Essentially, all EACs must first take into account what the actual job costs are to date in comparison to the actual progress to date. Making this determination is the first step in calculating the estimated cost for the remaining work. One of the most common calculations (Method A) simply compares the actual cost-to-date to the total budget for an individual element or feature of the work. For example, if project records reflect that 48% of the budget has been expended, it may lead to the conclusion that 48% of the work has also been completed.
While this may be accurate at times for some elements of the work, the probability that it is accurate for the entire project is highly unlikely. Using “Method A” would simply result in an estimate-to-complete of 52% of the total budget for that element of work and, therefore, an estimate-at-completion equal to the original budget. This gives the appearance that you are right on track and within budget for that element of work.

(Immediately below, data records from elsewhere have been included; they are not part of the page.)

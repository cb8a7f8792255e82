//! # Progress Tracking Module
//!
//! Questo modulo gestisce due livelli di progresso.
//!
//! ## Per singolo item (`ProgressReporter`):
//! - Segnale monotono in `[0, 1]` inoltrato al callback del chiamante
//! - `stage(start, span)` mappa un progresso locale `[0, 1]` su una fetta globale
//! - `Heartbeat`: task tokio che avanza un valore sintetico durante le chiamate native
//!   opache (300 ms / +0.05 per immagini, 500 ms / +0.02 per sequenze, tetto 0.95)
//! - `finish()` emette sempre 1.0 ed è l'ultimo valore: il heartbeat va fermato
//!   (`Heartbeat::stop().await`) prima di chiamarlo
//!
//! ## Per batch (`BatchProgress` + `BatchStats`):
//! - Barra `indicatif` con messaggio di stato per file
//! - Statistiche cumulative: accettati, originali mantenuti, falliti, byte risparmiati
//!
//! ```text
//! ⠋ [00:00:12] [=========>------------------------------] 3/12 (25%) photo.png 62%
//! ```

use std::sync::{Arc, Mutex};
use std::time::Duration;

use indicatif::{ProgressBar, ProgressStyle};
use tokio::sync::oneshot;
use tokio::task::JoinHandle;
use tracing::debug;

use crate::file_manager::FileManager;

type ProgressSink = dyn Fn(f32) + Send + Sync;

struct ReporterState {
    last: f32,
    finished: bool,
}

/// Monotonic progress signal shared by every stage of one request.
#[derive(Clone)]
pub struct ProgressReporter {
    sink: Arc<ProgressSink>,
    state: Arc<Mutex<ReporterState>>,
}

impl ProgressReporter {
    pub fn new(sink: impl Fn(f32) + Send + Sync + 'static) -> Self {
        Self {
            sink: Arc::new(sink),
            state: Arc::new(Mutex::new(ReporterState {
                last: 0.0,
                finished: false,
            })),
        }
    }

    pub fn silent() -> Self {
        Self::new(|_| {})
    }

    /// Emits `value` if it moves the signal forward. Values after `finish` are dropped.
    pub fn report(&self, value: f32) {
        if value.is_nan() {
            return;
        }
        let value = value.clamp(0.0, 1.0);
        // the sink runs under the lock so concurrent reporters cannot reorder emissions
        let mut state = self.state.lock().unwrap_or_else(|e| e.into_inner());
        if state.finished || value <= state.last {
            return;
        }
        state.last = value;
        (self.sink)(value);
    }

    /// Emits the final 1.0 and closes the signal.
    pub fn finish(&self) {
        let mut state = self.state.lock().unwrap_or_else(|e| e.into_inner());
        if state.finished {
            return;
        }
        state.finished = true;
        state.last = 1.0;
        (self.sink)(1.0);
    }

    pub fn stage(&self, start: f32, span: f32) -> StageReporter {
        StageReporter {
            reporter: self.clone(),
            start,
            span,
        }
    }
}

/// Maps local `[0, 1]` progress into `start + local * span` on the parent reporter.
#[derive(Clone)]
pub struct StageReporter {
    reporter: ProgressReporter,
    start: f32,
    span: f32,
}

impl StageReporter {
    pub fn report(&self, local: f32) {
        if local.is_nan() {
            return;
        }
        self.reporter
            .report(self.start + local.clamp(0.0, 1.0) * self.span);
    }

    /// `done / total` of a known-length loop.
    pub fn report_fraction(&self, done: usize, total: usize) {
        if total == 0 {
            return;
        }
        self.report(done as f32 / total as f32);
    }

    /// Nested slice of this stage, `start` and `span` in local units.
    pub fn sub_stage(&self, start: f32, span: f32) -> StageReporter {
        StageReporter {
            reporter: self.reporter.clone(),
            start: self.start + start * self.span,
            span: span * self.span,
        }
    }
}

/// Tick parameters of a heartbeat.
#[derive(Debug, Clone, Copy, PartialEq)]
pub struct HeartbeatConfig {
    pub interval: Duration,
    pub start: f32,
    pub increment: f32,
    pub cap: f32,
}

impl HeartbeatConfig {
    /// Single opaque still-image encode.
    pub fn still() -> Self {
        Self {
            interval: Duration::from_millis(300),
            start: 0.05,
            increment: 0.05,
            cap: 0.95,
        }
    }

    /// Whole-sequence synthesis without per-frame callbacks.
    pub fn sequence() -> Self {
        Self {
            interval: Duration::from_millis(500),
            start: 0.05,
            increment: 0.02,
            cap: 0.95,
        }
    }
}

/// Synthetic ticker running next to a single blocking call.
pub struct Heartbeat {
    stop: Option<oneshot::Sender<()>>,
    handle: JoinHandle<()>,
}

impl Heartbeat {
    pub fn start(stage: StageReporter, config: HeartbeatConfig) -> Self {
        let (stop, mut stopped) = oneshot::channel::<()>();
        stage.report(config.start);

        let handle = tokio::spawn(async move {
            let mut value = config.start;
            let mut ticker = tokio::time::interval_at(
                tokio::time::Instant::now() + config.interval,
                config.interval,
            );
            loop {
                tokio::select! {
                    biased;
                    _ = &mut stopped => break,
                    _ = ticker.tick() => {
                        value = (value + config.increment).min(config.cap);
                        stage.report(value);
                    }
                }
            }
        });

        Self {
            stop: Some(stop),
            handle,
        }
    }

    /// Signals the ticker and waits until it can no longer emit.
    pub async fn stop(mut self) {
        if let Some(stop) = self.stop.take() {
            let _ = stop.send(());
        }
        if let Err(e) = (&mut self.handle).await {
            if !e.is_cancelled() {
                debug!("Heartbeat task ended abnormally: {}", e);
            }
        }
    }
}

impl Drop for Heartbeat {
    fn drop(&mut self) {
        self.handle.abort();
    }
}

/// Batch-level bar for the command line.
#[derive(Clone)]
pub struct BatchProgress {
    bar: ProgressBar,
}

impl BatchProgress {
    pub fn new(total_items: u64) -> Self {
        let bar = ProgressBar::new(total_items);
        if let Ok(style) = ProgressStyle::default_bar().template(
            "{spinner:.green} [{elapsed_precise}] [{bar:40.cyan/blue}] {pos}/{len} ({percent}%) {msg}",
        ) {
            bar.set_style(style.progress_chars("=>-"));
        }
        bar.enable_steady_tick(Duration::from_millis(100));
        Self { bar }
    }

    pub fn hidden() -> Self {
        Self {
            bar: ProgressBar::hidden(),
        }
    }

    /// Per-item fraction forwarded from a `ProgressReporter` sink.
    pub fn item_progress(&self, name: &str, fraction: f32) {
        self.bar
            .set_message(format!("{} {:.0}%", name, fraction * 100.0));
    }

    pub fn item_done(&self, message: &str) {
        self.bar.inc(1);
        self.bar.set_message(message.to_string());
    }

    pub fn finish(&self, message: &str) {
        self.bar.finish_with_message(message.to_string());
    }
}

/// Cumulative outcome counters for a batch.
#[derive(Debug, Default, Clone, PartialEq)]
pub struct BatchStats {
    pub items_processed: usize,
    pub items_accepted: usize,
    pub items_kept_original: usize,
    pub items_failed: usize,
    pub total_bytes_saved: u64,
    pub total_original_size: u64,
}

impl BatchStats {
    pub fn new() -> Self {
        Self::default()
    }

    pub fn add_accepted(&mut self, original_size: u64, new_size: u64) {
        self.items_processed += 1;
        self.items_accepted += 1;
        self.total_original_size += original_size;
        self.total_bytes_saved += original_size.saturating_sub(new_size);
    }

    pub fn add_kept_original(&mut self, original_size: u64) {
        self.items_processed += 1;
        self.items_kept_original += 1;
        self.total_original_size += original_size;
    }

    pub fn add_failed(&mut self) {
        self.items_processed += 1;
        self.items_failed += 1;
    }

    pub fn overall_reduction_percent(&self) -> f64 {
        FileManager::calculate_reduction(
            self.total_original_size,
            self.total_original_size - self.total_bytes_saved,
        )
    }

    pub fn format_summary(&self) -> String {
        format!(
            "Processed: {} | Compressed: {} | Kept original: {} | Failed: {} | Saved: {} ({:.2}%)",
            self.items_processed,
            self.items_accepted,
            self.items_kept_original,
            self.items_failed,
            FileManager::format_size(self.total_bytes_saved),
            self.overall_reduction_percent()
        )
    }
}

Applying this method to every budgeted item of work gives the appearance that the entire project will finish right on track and within budget. Such appearances are often deceiving and the actual condition may not be fully evident until the project is completed, leaving the contractor with very few alternatives to improve its position.
Another method used to calculate the percent complete of elements of the work (“Method B”) is to base it upon the representations in the Schedule of Values or current payment application. However, using Method B can result in even higher levels of subjectivity than Method A. This is because contractors often assign the highest possible value to elements of the work accomplished early in the project for cash flow reasons. Consequently, Method B may produce percentages of completeness considerably higher than the actual physical progress of the work.
A more accurate means to develop a usable EAC (Method C) involves on-site physical inspections of the work to determine the extent to which the work has been completed. When combined with in-depth knowledge of the original budget and the actual cost of the work through the date of inspections, the physical percent completion data leads to the ability to accurately estimate the cost of the remaining work.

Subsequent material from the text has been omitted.